**What you will do**
Going through the material below, please gather all lines with the word "path" in them.

Dataset entries below:

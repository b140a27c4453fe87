//! Loader and validation failures.

use std::path::PathBuf;

use thiserror::Error;

/// Why a [`ServerConfig`](crate::ServerConfig) could not be produced.
#[derive(Error, Debug)]
pub enum ConfigError {
    /// The config file exists but could not be read.
    #[error("cannot read {}: {source}", path.display())]
    Read {
        /// File being read.
        path: PathBuf,
        /// I/O failure.
        #[source]
        source: std::io::Error,
    },

    /// The file content does not deserialize into the config.
    #[error("malformed {format} config: {reason}")]
    Parse {
        /// `toml` or `json`.
        format: &'static str,
        /// Deserializer message.
        reason: String,
    },

    /// Only `.toml` and `.json` files are understood.
    #[error("unsupported config file {}", path.display())]
    UnsupportedFormat {
        /// Offending file.
        path: PathBuf,
    },

    /// An environment variable holds an unparseable value.
    #[error("{var}: {reason}")]
    Env {
        /// Variable name.
        var: String,
        /// What was expected.
        reason: String,
    },

    /// Fields are individually valid but inconsistent.
    #[error("invalid {field}: {reason}")]
    Invalid {
        /// Field name.
        field: String,
        /// Constraint that failed.
        reason: String,
    },
}

impl ConfigError {
    pub(crate) fn read(path: impl Into<PathBuf>, source: std::io::Error) -> Self {
        Self::Read {
            path: path.into(),
            source,
        }
    }

    pub(crate) fn env(var: impl Into<String>, reason: impl Into<String>) -> Self {
        Self::Env {
            var: var.into(),
            reason: reason.into(),
        }
    }

    pub(crate) fn invalid(field: impl Into<String>, reason: impl Into<String>) -> Self {
        Self::Invalid {
            field: field.into(),
            reason: reason.into(),
        }
    }
}

impl From<toml::de::Error> for ConfigError {
    fn from(err: toml::de::Error) -> Self {
        Self::Parse {
            format: "toml",
            reason: err.message().to_string(),
        }
    }
}

impl From<serde_json::Error> for ConfigError {
    fn from(err: serde_json::Error) -> Self {
        Self::Parse {
            format: "json",
            reason: err.to_string(),
        }
    }
}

End of Dataset entries.

**Response to this task**
use std::path::PathBuf;
    #[error("cannot read {}: {source}", path.display())]
        path: PathBuf,
    #[error("unsupported config file {}", path.display())]
        path: PathBuf,
    pub(crate) fn read(path: impl Into<PathBuf>, source: std::io::Error) -> Self {
            path: path.into(),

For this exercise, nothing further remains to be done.